For a Windows AD-integrated "Secure only" zone. Uses an AD account's username + password — the CertAutoPilot host does not need to be domain-joined.

  1. In DNS Manager keep the zone at Secure only. Grant an AD service account (e.g. svc-acme) Write on the zone (zone → Security tab), or delegate a _acme-challenge.<domain> sub-zone and grant it only there.
  2. In the credential form choose Auth mode = GSS-TSIG and enter the Realm (AD domain, UPPERCASE), Username, Password.
  3. On the Linux host running CertAutoPilot, provide a minimal /etc/krb5.conf (Kerberos is pure-Go here — no libgssapi/cgo needed):
    [libdefaults]
    default_realm = CORP.EXAMPLE.COM
    dns_lookup_kdc = true
    [realms]
    CORP.EXAMPLE.COM = { kdc = dc1.corp.example.com }
    Requirements: the host can reach a KDC (domain controller) on port 88, clock skew < 5 min with the DC, and the account can update the zone. No domain-join.

:::tip Prefer WinRM if Kerberos is inconvenient If setting up krb5.conf / KDC access on the Linux host is undesirable, the Windows DNS (WinRM) provider achieves the same result over your existing WinRM admin access — no Kerberos at all. :::

Enable dynamic updates on a Windows zone

DNS Manager → zone → PropertiesGeneralDynamic updates:

  • Secure only — AD-integrated zones. Use GSS-TSIG.
  • Nonsecure and secure — allows unsigned updates. Use Nonsecure mode, and only with the hardening below.
  • None — disabled; RFC 2136 cannot work.

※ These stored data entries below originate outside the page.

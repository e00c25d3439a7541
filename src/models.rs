//! Wire shapes for the Command Center REST API
//!
//! Every GET endpoint answers with the same `apiresponse` envelope; the
//! records inside `results` stay opaque `serde_json::Value`s and are
//! interpreted (if at all) by the resource accessors that issued the query.

use ipnetwork::IpNetwork;
use serde::{Deserialize, Serialize};
use serde_json::Value;

/// One fetched page of a paged GET response.
///
/// `total` is the server-reported record count across all pages. Singleton
/// endpoints (`system/information`, the collector property endpoints) omit
/// it, and some omit `results` entirely; both fields therefore default.
#[derive(Debug, Clone, Serialize, Deserialize)]
pub struct Page {
    #[serde(default)]
    pub status: Option<String>,
    #[serde(default)]
    pub method: Option<String>,
    #[serde(default)]
    pub total: Option<u64>,
    #[serde(default)]
    pub results: Vec<Value>,
}

/// The `system/information` record, fetched once at connect to capture
/// the server version.
#[derive(Debug, Clone, Serialize, Deserialize)]
pub struct SystemInfo {
    pub name: String,
    #[serde(default)]
    pub uuid: Option<String>,
    pub version: String,
    #[serde(default)]
    pub osversion: Option<String>,
    #[serde(rename = "systemType", default)]
    pub system_type: Option<String>,
}

/// Request body for the CIDR set/delete endpoints:
/// `{"addresses": [{"address": "10.0.0.0/24"}, ...]}`
#[derive(Debug, Clone, Serialize)]
pub struct AddressList {
    pub addresses: Vec<AddressEntry>,
}

#[derive(Debug, Clone, Serialize)]
pub struct AddressEntry {
    pub address: String,
}

impl AddressList {
    pub fn new(cidrs: &[IpNetwork]) -> Self {
        Self {
            addresses: cidrs
                .iter()
                .map(|cidr| AddressEntry {
                    address: cidr.to_string(),
                })
                .collect(),
        }
    }
}

#[cfg(test)]
mod tests {
    use super::*;
    use serde_json::json;

    #[test]
    fn page_deserializes_full_envelope() {
        let page: Page = serde_json::from_value(json!({
            "@class": "apiresponse",
            "status": "SUCCESS",
            "method": "ZoneManagement.getZones",
            "total": 2,
            "results": [
                {"@class": "zone", "id": 2, "name": "Twilight"},
                {"@class": "zone", "id": 1, "name": "Zone1"},
            ],
        }))
        .unwrap();

        assert_eq!(page.total, Some(2));
        assert_eq!(page.results.len(), 2);
        assert_eq!(page.status.as_deref(), Some("SUCCESS"));
    }

    #[test]
    fn page_tolerates_missing_total_and_results() {
        let page: Page = serde_json::from_value(json!({
            "@class": "apiresponse",
            "status": "SUCCESS",
        }))
        .unwrap();

        assert_eq!(page.total, None);
        assert!(page.results.is_empty());
    }

    #[test]
    fn address_list_serializes_cidr_strings() {
        let cidrs = vec!["10.0.0.0/24".parse().unwrap(), "192.168.1.1/32".parse().unwrap()];
        let body = serde_json::to_value(AddressList::new(&cidrs)).unwrap();
        assert_eq!(
            body,
            json!({"addresses": [{"address": "10.0.0.0/24"}, {"address": "192.168.1.1/32"}]})
        );
    }
}
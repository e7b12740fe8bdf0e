use crate::cloud::CloudError;
use actix_web::web;
use serde::ser::{SerializeMap, Serializer};
use serde::Serialize;
use serde_json::Value;
use std::fmt;

#[derive(Debug, Default)]
pub struct ResizeQuery {
    pub size: Option<String>,
}

impl ResizeQuery {
    /// Reads the first `size` pair from a raw query string. A query string
    /// that fails to decode is treated like one without `size`.
    pub fn from_query_string(query: &str) -> Self {
        let size = web::Query::<Vec<(String, String)>>::from_query(query)
            .ok()
            .and_then(|pairs| {
                pairs
                    .into_inner()
                    .into_iter()
                    .find(|(key, _)| key == "size")
                    .map(|(_, value)| value)
            });

        Self { size }
    }

    /// Missing or malformed sizes fall back to zero.
    pub fn node_count(&self) -> i64 {
        self.size
            .as_deref()
            .and_then(|raw| raw.trim().parse().ok())
            .unwrap_or(0)
    }
}

#[derive(Debug, Clone, Copy, Serialize, PartialEq, Eq)]
#[serde(rename_all = "UPPERCASE")]
pub enum ActivationPolicy {
    Always,
    Never,
}

impl ActivationPolicy {
    pub fn for_node_count(node_count: i64) -> Self {
        if node_count > 0 {
            ActivationPolicy::Always
        } else {
            ActivationPolicy::Never
        }
    }

    pub fn as_str(&self) -> &'static str {
        match self {
            ActivationPolicy::Always => "ALWAYS",
            ActivationPolicy::Never => "NEVER",
        }
    }
}

impl fmt::Display for ActivationPolicy {
    fn fmt(&self, f: &mut fmt::Formatter<'_>) -> fmt::Result {
        f.write_str(self.as_str())
    }
}

#[derive(Debug, Clone, Serialize, PartialEq)]
pub struct ErrorDescriptor {
    pub error: String,
}

/// Result of one upstream call as it appears in the response body: the raw
/// API payload, or `{"error": "..."}`.
#[derive(Debug, Clone, Serialize, PartialEq)]
#[serde(untagged)]
pub enum CallOutcome {
    Success(Value),
    Failure(ErrorDescriptor),
}

impl CallOutcome {
    pub fn is_success(&self) -> bool {
        matches!(self, CallOutcome::Success(_))
    }
}

impl From<Result<Value, CloudError>> for CallOutcome {
    fn from(result: Result<Value, CloudError>) -> Self {
        match result {
            Ok(payload) => CallOutcome::Success(payload),
            Err(e) => CallOutcome::Failure(ErrorDescriptor {
                error: e.to_string(),
            }),
        }
    }
}

/// Per-pool outcomes in configuration order. Recording the same pool twice
/// replaces the earlier outcome but keeps its position.
#[derive(Debug, Clone, Default, PartialEq)]
pub struct PoolResults {
    entries: Vec<(String, CallOutcome)>,
}

impl PoolResults {
    pub fn record(&mut self, node_pool: &str, outcome: CallOutcome) {
        match self.entries.iter_mut().find(|(name, _)| name == node_pool) {
            Some(entry) => entry.1 = outcome,
            None => self.entries.push((node_pool.to_string(), outcome)),
        }
    }

    pub fn succeeded(&self) -> usize {
        self.entries.iter().filter(|(_, outcome)| outcome.is_success()).count()
    }

    pub fn count(&self) -> usize {
        self.entries.len()
    }
}

impl Serialize for PoolResults {
    fn serialize<S: Serializer>(&self, serializer: S) -> Result<S::Ok, S::Error> {
        let mut map = serializer.serialize_map(Some(self.entries.len()))?;
        for (name, outcome) in &self.entries {
            map.serialize_entry(name, outcome)?;
        }
        map.end()
    }
}

#[derive(Debug, Clone, Serialize)]
pub struct ResizeReport {
    #[serde(rename = "GKE Responses")]
    pub gke_responses: PoolResults,
    #[serde(rename = "Cloud SQL Response")]
    pub cloud_sql_response: CallOutcome,
}
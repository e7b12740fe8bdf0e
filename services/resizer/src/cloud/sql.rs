use super::{execute, CloudError, SqlInstanceService};
use crate::models::ActivationPolicy;
use async_trait::async_trait;
use log::info;
use reqwest::Client;
use serde_json::{json, Value};

/// Cloud SQL Admin `instances` client bound to one instance.
pub struct SqlAdminClient {
    http: Client,
    token: String,
    endpoint: String,
    project_id: String,
    instance: String,
}

impl SqlAdminClient {
    pub fn new(http: Client, token: String, endpoint: &str, project_id: &str, instance: &str) -> Self {
        Self {
            http,
            token,
            endpoint: endpoint.trim_end_matches('/').to_string(),
            project_id: project_id.to_string(),
            instance: instance.to_string(),
        }
    }

    fn instance_url(&self) -> String {
        format!(
            "{}/v1/projects/{}/instances/{}",
            self.endpoint, self.project_id, self.instance
        )
    }
}

fn activation_patch(policy: ActivationPolicy) -> Value {
    json!({
        "settings": {
            "activationPolicy": policy
        }
    })
}

#[async_trait]
impl SqlInstanceService for SqlAdminClient {
    async fn set_activation_policy(&self, policy: ActivationPolicy) -> Result<Value, CloudError> {
        info!(
            "Patching Cloud SQL instance '{}' activationPolicy to '{}'",
            self.instance, policy
        );

        let request = self
            .http
            .patch(self.instance_url())
            .bearer_auth(&self.token)
            .json(&activation_patch(policy));

        execute(request).await
    }
}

PowerShell: Set-DnsServerPrimaryZone -Name "example.com" -DynamicUpdate "Secure" (or "NonsecureAndSecure").

Add the credential

  1. Settings → DNS CredentialsNewRFC 2136 (Dynamic DNS).
  2. Nameserver — the DNS server as host:port, e.g. 10.0.0.5:53.
  3. Auth mode — Nonsecure / TSIG / GSS-TSIG, then fill that mode's fields.
  4. Test connectivitySave.

Config fields

FieldModePurpose
nameserverallDNS server accepting updates, as host:port.
tsig_keyTSIGTSIG key name (e.g. acme-update.).
tsig_secretTSIGBase64 TSIG secret.
tsig_algorithmTSIGPick to match your key (default hmac-sha256.).
tsig_gss_realmGSS-TSIGKerberos realm, e.g. CORP.EXAMPLE.COM.
tsig_gss_usernameGSS-TSIGAD account allowed to update the zone.
tsig_gss_passwordGSS-TSIGThat account's password.

Secrets (tsig_secret, tsig_gss_password) are encrypted at rest and never returned by the API.

Security hardening

  • Prefer TSIG or GSS-TSIG over nonsecure. If you must use nonsecure, firewall port 53 to the worker IPs.
  • Delegate a challenge-only sub-zone and grant update rights only there — never on your production zone.
  • Least-privilege: the key / AD account should be able to write only TXT _acme-challenge.*.

Propagation

The record is written straight onto the authoritative server, so propagation is near-instant. If the zone is replicated across DCs/secondaries, set the propagation nameserver override to the server you update. See Propagation settings.

Troubleshooting

  • "bad signature" / NOTAUTH — TSIG key name/secret/algorithm mismatch (must match the server's key exactly), or a plain-TSIG update sent to a Windows "Secure only" zone (use GSS-TSIG or WinRM).
  • "REFUSED" — dynamic updates not enabled on the zone, or the mode doesn't match ("Secure only" needs GSS-TSIG), or the key/account lacks write permission.
  • GSS-TSIG can't get a ticket — the host can't reach the KDC (port 88), krb5.conf realm wrong, or clock skew > 5 min.
  • Timeout — firewall blocking UDP/TCP 53, or the wrong nameserver host:port.